> [DIRECTIONS FOR THIS TASK]
Please repeat every line below exactly, from the first to the last.
★ ★ ★ ★
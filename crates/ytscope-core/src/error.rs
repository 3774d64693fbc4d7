//! Error types for the YouTube Data API client
//!
//! Every retrieval operation returns [`Result`], so callers branch on
//! [`YoutubeError::kind`] instead of matching transport details.

use serde::ser::SerializeStruct;
use serde::{Deserialize, Serialize, Serializer};
use thiserror::Error;

/// Error type for all ytscope operations
///
/// `Display` always yields a human-readable message; [`ErrorKind`] is
/// meant for programmatic branching only.
#[derive(Error, Debug)]
pub enum YoutubeError {
    /// Missing or empty API key
    #[error("Configuration error: {0}")]
    Configuration(String),

    /// Channel lookup returned zero items
    #[error("Invalid Channel ID: {0}")]
    InvalidChannel(String),

    /// HTTP 404
    #[error("Resource not found: {0}")]
    NotFound(String),

    /// HTTP 403, covers both quota exhaustion and disabled keys
    #[error("Access denied or quota exceeded: {0}")]
    AccessDenied(String),

    /// Non-success HTTP status other than 403/404
    #[error("YouTube API request failed with status {status}: {message}")]
    ApiError { status: u16, message: String },

    /// Network failure before a status was received
    #[error("HTTP request failed: {0}")]
    HttpError(#[from] reqwest::Error),

    /// Response body did not have the expected shape
    #[error("Failed to parse API response: {0}")]
    ParseError(#[from] serde_json::Error),

    /// Anything else
    #[error("{0}")]
    Unknown(String),

    /// Video listing aborted part way through
    #[error("YouTube API Error while listing videos of {channel_id}: {source}")]
    VideoListing {
        channel_id: String,
        #[source]
        source: Box<YoutubeError>,
    },
}

/// Classification of a [`YoutubeError`]
#[derive(Debug, Clone, Copy, PartialEq, Eq, Hash, Serialize, Deserialize)]
#[serde(rename_all = "snake_case")]
pub enum ErrorKind {
    Configuration,
    NotFound,
    QuotaOrDenied,
    Transport,
    Unknown,
}

impl YoutubeError {
    /// Classify this error
    ///
    /// A [`YoutubeError::VideoListing`] wrapper reports the kind of its cause.
    pub fn kind(&self) -> ErrorKind {
        match self {
            YoutubeError::Configuration(_) => ErrorKind::Configuration,
            YoutubeError::InvalidChannel(_) | YoutubeError::NotFound(_) => ErrorKind::NotFound,
            YoutubeError::AccessDenied(_) => ErrorKind::QuotaOrDenied,
            YoutubeError::ApiError { .. } | YoutubeError::HttpError(_) => ErrorKind::Transport,
            YoutubeError::ParseError(_) | YoutubeError::Unknown(_) => ErrorKind::Unknown,
            YoutubeError::VideoListing { source, .. } => source.kind(),
        }
    }

    pub(crate) fn invalid_channel(channel_id: &str) -> Self {
        YoutubeError::InvalidChannel(channel_id.to_string())
    }
}

impl Serialize for YoutubeError {
    fn serialize<S>(&self, serializer: S) -> std::result::Result<S::Ok, S::Error>
    where
        S: Serializer,
    {
        let mut state = serializer.serialize_struct("YoutubeError", 2)?;
        state.serialize_field("kind", &self.kind())?;
        state.serialize_field("message", &self.to_string())?;
        state.end()
    }
}

/// Result type alias for ytscope operations
pub type Result<T> = std::result::Result<T, YoutubeError>;

#[cfg(test)]
mod tests {
    use super::*;

    #[test]
    fn test_error_display_configuration() {
        let error = YoutubeError::Configuration("API key is empty".to_string());
        assert_eq!(error.to_string(), "Configuration error: API key is empty");
    }

    #[test]
    fn test_error_display_not_found() {
        let error = YoutubeError::invalid_channel("UCnope");
        assert_eq!(error.to_string(), "Invalid Channel ID: UCnope");
    }

    #[test]
    fn test_error_display_resource_not_found() {
        let error = YoutubeError::NotFound("playlistNotFound".to_string());
        assert_eq!(error.to_string(), "Resource not found: playlistNotFound");
        assert_eq!(error.kind(), ErrorKind::NotFound);
    }

    #[test]
    fn test_error_display_api_error() {
        let error = YoutubeError::ApiError {
            status: 500,
            message: "backendError".to_string(),
        };
        assert_eq!(
            error.to_string(),
            "YouTube API request failed with status 500: backendError"
        );
    }

    #[test]
    fn test_error_kinds() {
        assert_eq!(
            YoutubeError::Configuration(String::new()).kind(),
            ErrorKind::Configuration
        );
        assert_eq!(
            YoutubeError::NotFound(String::new()).kind(),
            ErrorKind::NotFound
        );
        assert_eq!(
            YoutubeError::AccessDenied(String::new()).kind(),
            ErrorKind::QuotaOrDenied
        );
        assert_eq!(
            YoutubeError::ApiError {
                status: 502,
                message: String::new()
            }
            .kind(),
            ErrorKind::Transport
        );
        assert_eq!(
            YoutubeError::Unknown(String::new()).kind(),
            ErrorKind::Unknown
        );
    }

    #[test]
    fn test_parse_error_is_unknown() {
        let json_err = serde_json::from_str::<serde_json::Value>("{").unwrap_err();
        let error = YoutubeError::from(json_err);
        assert_eq!(error.kind(), ErrorKind::Unknown);
        assert!(error.to_string().starts_with("Failed to parse API response"));
    }

    #[test]
    fn test_video_listing_reports_cause_kind() {
        let error = YoutubeError::VideoListing {
            channel_id: "UCabc".to_string(),
            source: Box::new(YoutubeError::AccessDenied("quotaExceeded".to_string())),
        };
        assert_eq!(error.kind(), ErrorKind::QuotaOrDenied);
        assert!(error.to_string().contains("quotaExceeded"));
        assert!(error.to_string().contains("UCabc"));
    }

    #[test]
    fn test_error_serialize() {
        let error = YoutubeError::invalid_channel("UCnope");
        let json = serde_json::to_string(&error).expect("Serialization should succeed");
        assert_eq!(
            json,
            r#"{"kind":"not_found","message":"Invalid Channel ID: UCnope"}"#
        );
    }
}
★ ★ ★ ★
> [YOUR RESPONSE]
filename crates/ytscope-core/src/error.rs
repository 3774d64693fbc4d7
//! Error types for the YouTube Data API client
//!
//! Every retrieval operation returns [`Result`], so callers branch on
//! [`YoutubeError::kind`] instead of matching transport details.

use serde::ser::SerializeStruct;
use serde::{Deserialize, Serialize, Serializer};
use thiserror::Error;

/// Error type for all ytscope operations
///
/// `Display` always yields a human-readable message; [`ErrorKind`] is
/// meant for programmatic branching only.
#[derive(Error, Debug)]
pub enum YoutubeError {
    /// Missing or empty API key
    #[error("Configuration error: {0}")]
    Configuration(String),

    /// Channel lookup returned zero items
    #[error("Invalid Channel ID: {0}")]
    InvalidChannel(String),

    /// HTTP 404
    #[error("Resource not found: {0}")]
    NotFound(String),

    /// HTTP 403, covers both quota exhaustion and disabled keys
    #[error("Access denied or quota exceeded: {0}")]
    AccessDenied(String),

    /// Non-success HTTP status other than 403/404
    #[error("YouTube API request failed with status {status}: {message}")]
    ApiError { status: u16, message: String },

    /// Network failure before a status was received
    #[error("HTTP request failed: {0}")]
    HttpError(#[from] reqwest::Error),

    /// Response body did not have the expected shape
    #[error("Failed to parse API response: {0}")]
    ParseError(#[from] serde_json::Error),

    /// Anything else
    #[error("{0}")]
    Unknown(String),

    /// Video listing aborted part way through
    #[error("YouTube API Error while listing videos of {channel_id}: {source}")]
    VideoListing {
        channel_id: String,
        #[source]
        source: Box<YoutubeError>,
    },
}

/// Classification of a [`YoutubeError`]
#[derive(Debug, Clone, Copy, PartialEq, Eq, Hash, Serialize, Deserialize)]
#[serde(rename_all = "snake_case")]
pub enum ErrorKind {
    Configuration,
    NotFound,
    QuotaOrDenied,
    Transport,
    Unknown,
}

impl YoutubeError {
    /// Classify this error
    ///
    /// A [`YoutubeError::VideoListing`] wrapper reports the kind of its cause.
    pub fn kind(&self) -> ErrorKind {
        match self {
            YoutubeError::Configuration(_) => ErrorKind::Configuration,
            YoutubeError::InvalidChannel(_) | YoutubeError::NotFound(_) => ErrorKind::NotFound,
            YoutubeError::AccessDenied(_) => ErrorKind::QuotaOrDenied,
            YoutubeError::ApiError { .. } | YoutubeError::HttpError(_) => ErrorKind::Transport,
            YoutubeError::ParseError(_) | YoutubeError::Unknown(_) => ErrorKind::Unknown,
            YoutubeError::VideoListing { source, .. } => source.kind(),
        }
    }

    pub(crate) fn invalid_channel(channel_id: &str) -> Self {
        YoutubeError::InvalidChannel(channel_id.to_string())
    }
}

impl Serialize for YoutubeError {
    fn serialize<S>(&self, serializer: S) -> std::result::Result<S::Ok, S::Error>
    where
        S: Serializer,
    {
        let mut state = serializer.serialize_struct("YoutubeError", 2)?;
        state.serialize_field("kind", &self.kind())?;
        state.serialize_field("message", &self.to_string())?;
        state.end()
    }
}

/// Result type alias for ytscope operations
pub type Result<T> = std::result::Result<T, YoutubeError>;

#[cfg(test)]
mod tests {
    use super::*;

    #[test]
    fn test_error_display_configuration() {
        let error = YoutubeError::Configuration("API key is empty".to_string());
        assert_eq!(error.to_string(), "Configuration error: API key is empty");
    }

    #[test]
    fn test_error_display_not_found() {
        let error = YoutubeError::invalid_channel("UCnope");
        assert_eq!(error.to_string(), "Invalid Channel ID: UCnope");
    }

    #[test]
    fn test_error_display_resource_not_found() {
        let error = YoutubeError::NotFound("playlistNotFound".to_string());
        assert_eq!(error.to_string(), "Resource not found: playlistNotFound");
        assert_eq!(error.kind(), ErrorKind::NotFound);
    }

    #[test]
    fn test_error_display_api_error() {
        let error = YoutubeError::ApiError {
            status: 500,
            message: "backendError".to_string(),
        };
        assert_eq!(
            error.to_string(),
            "YouTube API request failed with status 500: backendError"
        );
    }

    #[test]
    fn test_error_kinds() {
        assert_eq!(
            YoutubeError::Configuration(String::new()).kind(),
            ErrorKind::Configuration
        );
        assert_eq!(
            YoutubeError::NotFound(String::new()).kind(),
            ErrorKind::NotFound
        );
        assert_eq!(
            YoutubeError::AccessDenied(String::new()).kind(),
            ErrorKind::QuotaOrDenied
        );
        assert_eq!(
            YoutubeError::ApiError {
                status: 502,
                message: String::new()
            }
            .kind(),
            ErrorKind::Transport
        );
        assert_eq!(
            YoutubeError::Unknown(String::new()).kind(),
            ErrorKind::Unknown
        );
    }

    #[test]
    fn test_parse_error_is_unknown() {
        let json_err = serde_json::from_str::<serde_json::Value>("{").unwrap_err();
        let error = YoutubeError::from(json_err);
        assert_eq!(error.kind(), ErrorKind::Unknown);
        assert!(error.to_string().starts_with("Failed to parse API response"));
    }

    #[test]
    fn test_video_listing_reports_cause_kind() {
        let error = YoutubeError::VideoListing {
            channel_id: "UCabc".to_string(),
            source: Box::new(YoutubeError::AccessDenied("quotaExceeded".to_string())),
        };
        assert_eq!(error.kind(), ErrorKind::QuotaOrDenied);
        assert!(error.to_string().contains("quotaExceeded"));
        assert!(error.to_string().contains("UCabc"));
    }

    #[test]
    fn test_error_serialize() {
        let error = YoutubeError::invalid_channel("UCnope");
        let json = serde_json::to_string(&error).expect("Serialization should succeed");
        assert_eq!(
            json,
            r#"{"kind":"not_found","message":"Invalid Channel ID: UCnope"}"#
        );
    }
}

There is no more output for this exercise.